It's a Very Very Small World
I think I've mentioned it here before, but I'll repeat it to catch you guys up. In college, I moved into a house on campus with a couple of friends of mine. This was a house that belonged to a gentleman whose mother had recently passed away. It was his mother's house, and he didn't have any use for it. We really got a steal on the rent, because I was able to negotiate on the final number. I was able to negotiate a really good rate on the rent only if we agreed to clean the house from top to bottom. Turns out his mother was an unbelievable pack-rat and her house was filled with stuff she'd collected over many years. He didn't feel like dealing with it, and so for a reduced rent we agreed to throw out all of the garbage and host a garage sale to get rid of all the stuff. The stuff we found in that house is a topic that could be spread over a number of posts. There was some weird stuff in that house. Most of the stuff we got rid of, but we kept some things for ourselves. One of the things I kept was an old cookbook found in the kitchen. Lindsey wanted it and so we kept it. It is one of those local cookbooks that are printed locally, when someone decides to collect recipes from people around the town, put them together in the form of a book, and sell them.

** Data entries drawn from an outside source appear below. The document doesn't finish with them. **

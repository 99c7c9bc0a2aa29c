// Grammatical code index.
//
// Grammar patterns such as `<A:ms>`, `<N+z1-hum>` or `<manger.V:P3s>` are
// numbered. The index answers, for one DELAF entry, which pattern numbers
// can match it. Every order of the included codes is inserted into the trie
// so that a lookup never depends on the order in which an entry lists its
// codes: `N+z1` and `z1+N` reach the same patterns.

pub mod flexional;

use bitvec::prelude::*;
use hashbrown::HashMap;
use unitex_core::dela::DelaEntry;

use crate::CodeIndexError;
use flexional::FlexionalCode;

/// Patterns with more included codes than this are rejected: insertion
/// cost grows with the factorial of the code count.
pub const MAX_COMBINED_CODES: usize = 8;

/// A pattern code split into its parts.
///
/// `N+z1-hum-anl:ms:fs` has included codes `N`, `z1`, forbidden codes
/// `anl`, `hum` (sorted) and inflectional codes `ms`, `fs`.
#[derive(Debug, Clone, Default, PartialEq, Eq)]
pub struct PatternCode {
    pub included: Vec<String>,
    pub forbidden: Vec<String>,
    pub inflectional: Vec<String>,
}

impl PatternCode {
    pub fn parse(code: &str) -> Result<Self, CodeIndexError> {
        let mut parsed = Self::default();
        let chars: Vec<char> = code.chars().collect();
        let len = chars.len();
        if len == 0 {
            return Ok(parsed);
        }
        let mut i = 0;
        let mut negative = chars[0] == '-';
        if negative {
            i += 1;
        }
        while i < len && chars[i] != ':' {
            let mut token = String::new();
            loop {
                if chars[i] == '\\' {
                    i += 1;
                    if i == len {
                        return Err(CodeIndexError::TrailingBackslash(code.to_string()));
                    }
                }
                token.push(chars[i]);
                i += 1;
                if i == len || matches!(chars[i], '+' | ':' | '-') {
                    break;
                }
            }
            if negative {
                if let Err(pos) = parsed.forbidden.binary_search(&token) {
                    parsed.forbidden.insert(pos, token);
                }
            } else {
                parsed.included.push(token);
            }
            if i == len {
                return Ok(parsed);
            }
            negative = chars[i] == '-';
            if chars[i] == ':' {
                break;
            }
            i += 1;
        }
        if i < len && chars[i] == ':' {
            i += 1;
        }
        let rest: String = chars[i..].iter().collect();
        parsed.inflectional = rest
            .split(':')
            .filter(|c| !c.is_empty())
            .map(str::to_string)
            .collect();
        Ok(parsed)
    }
}

/// What a trie node stores for each pattern ending there.
#[derive(Debug, Clone, PartialEq, Eq)]
pub struct PatternEntry {
    pub pattern: usize,
    /// Required inflectional codes, if the pattern has any.
    pub flexional: Option<FlexionalCode>,
    /// Semantic codes the entry must not carry.
    pub forbidden: Vec<String>,
    /// Required lemma, for patterns like `<manger.V>`.
    pub lemma: Option<String>,
}

impl PatternEntry {
    fn accepts(&self, entry: &DelaEntry, flex: &FlexionalCode) -> bool {
        if self.lemma.as_deref().is_some_and(|l| l != entry.lemma) {
            return false;
        }
        if self.flexional.as_ref().is_some_and(|p| !flex.is_compatible(p)) {
            return false;
        }
        !self.forbidden.iter().any(|f| entry.has_semantic_code(f))
    }
}

#[derive(Debug, Clone, Default)]
struct CodeNode {
    children: HashMap<String, usize>,
    patterns: Vec<PatternEntry>,
}

/// Trie of grammatical and semantic codes (arena-allocated).
#[derive(Debug, Clone)]
pub struct GrammaticalCodeIndex {
    nodes: Vec<CodeNode>,
    pattern_count: usize,
}

impl Default for GrammaticalCodeIndex {
    fn default() -> Self {
        Self::new()
    }
}

impl GrammaticalCodeIndex {
    pub fn new() -> Self {
        Self {
            nodes: vec![CodeNode::default()],
            pattern_count: 0,
        }
    }

    /// Number of bits a result set needs (highest pattern number + 1).
    pub fn pattern_count(&self) -> usize {
        self.pattern_count
    }

    pub fn node_count(&self) -> usize {
        self.nodes.len()
    }

    /// Register pattern number `pattern` for `code`, optionally restricted
    /// to entries with the given lemma. A code without included codes
    /// (e.g. `:ms` alone) adds nothing.
    pub fn insert(
        &mut self,
        pattern: usize,
        code: &str,
        lemma: Option<&str>,
    ) -> Result<(), CodeIndexError> {
        let parsed = PatternCode::parse(code)?;
        let n = parsed.included.len();
        if n == 0 {
            return Ok(());
        }
        if n > MAX_COMBINED_CODES {
            return Err(CodeIndexError::TooManyCodes {
                code: code.to_string(),
                count: n,
                limit: MAX_COMBINED_CODES,
            });
        }
        let entry = PatternEntry {
            pattern,
            flexional: (!parsed.inflectional.is_empty())
                .then(|| FlexionalCode::new(parsed.inflectional.clone())),
            forbidden: parsed.forbidden.clone(),
            lemma: lemma.map(str::to_string),
        };
        let mut used = vec![false; n];
        let mut order = Vec::with_capacity(n);
        self.insert_permutations(&parsed.included, &mut used, &mut order, &entry);
        self.pattern_count = self.pattern_count.max(pattern + 1);
        Ok(())
    }

    fn insert_permutations<'a>(
        &mut self,
        codes: &'a [String],
        used: &mut [bool],
        order: &mut Vec<&'a str>,
        entry: &PatternEntry,
    ) {
        if order.len() == codes.len() {
            let mut node = 0;
            for code in order.iter() {
                node = self.child_or_insert(node, code);
            }
            self.nodes[node].patterns.push(entry.clone());
            return;
        }
        for i in 0..codes.len() {
            if !used[i] {
                used[i] = true;
                order.push(codes[i].as_str());
                self.insert_permutations(codes, used, order, entry);
                order.pop();
                used[i] = false;
            }
        }
    }

    fn child_or_insert(&mut self, node: usize, code: &str) -> usize {
        if let Some(&child) = self.nodes[node].children.get(code) {
            return child;
        }
        let child = self.nodes.len();
        self.nodes.push(CodeNode::default());
        self.nodes[node].children.insert(code.to_string(), child);
        child
    }

    /// Set in `patterns` the bit of every pattern that can match `entry`
    /// and return the number of matches. The entry's semantic codes are
    /// walked as a sequence in which each code is either used or skipped,
    /// so a pattern is counted once for every way of reaching it.
    ///
    /// `patterns` is grown to [`pattern_count`](Self::pattern_count) bits
    /// if it is shorter.
    pub fn matching_patterns(&self, entry: &DelaEntry, patterns: &mut BitVec<usize, Lsb0>) -> usize {
        if patterns.len() < self.pattern_count {
            patterns.resize(self.pattern_count, false);
        }
        let flex = FlexionalCode::from_entry(entry);
        self.find(0, entry, 0, &flex, patterns)
    }

    fn find(
        &self,
        node: usize,
        entry: &DelaEntry,
        level: usize,
        flex: &FlexionalCode,
        patterns: &mut BitVec<usize, Lsb0>,
    ) -> usize {
        let Some(code) = entry.semantic_codes.get(level) else {
            return 0;
        };
        let mut count = self.find(node, entry, level + 1, flex, patterns);
        if let Some(&child) = self.nodes[node].children.get(code.as_str()) {
            for p in &self.nodes[child].patterns {
                if p.accepts(entry, flex) {
                    patterns.set(p.pattern, true);
                    count += 1;
                }
            }
            count += self.find(child, entry, level + 1, flex, patterns);
        }
        count
    }
}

The cookbook we kept is called "Louisiana Lagniappe." It has been sitting up in cabinet over the stove in the various places I've lived since 1999 when we moved out of that house. It is currently residing in the cabinet above the stove in the house we just bought. Since buying our house, Lindsey and I have been trying to cook more often, rather than go out to eat. Two nights ago Lindsey was flipping through this cookbook for the first time and found the following recipes:
CAFE-AU-LAIT
For those of you who would like to make cafe-au-lait (milk coffee) here is the way Alden said his mother did it. "My mother used to carmalize sugar or syrup in a skillet. Pour in the leftover coffee from the pot and the add the whole thing to a saucepan of hot milk for the best cafe-au-lait you ever dunked a piece of toasted stale French bread into."
- Alden Sonnier
------------------
Shrimp-Olive Honolulu
2 cups cooked rice,
- medium grain
3/4 cups stuffed olives,
- chopped
1/2 cup mayonnaise
1 teaspoon ground red pepper
2 cups boiled, ground shrimp
1/4 cup ground raw onion
1 teaspoon salt
paprika for color
Mix the mayonnaise, salt and pepper and taste for seasoning. Add more salt and pepper if necessary.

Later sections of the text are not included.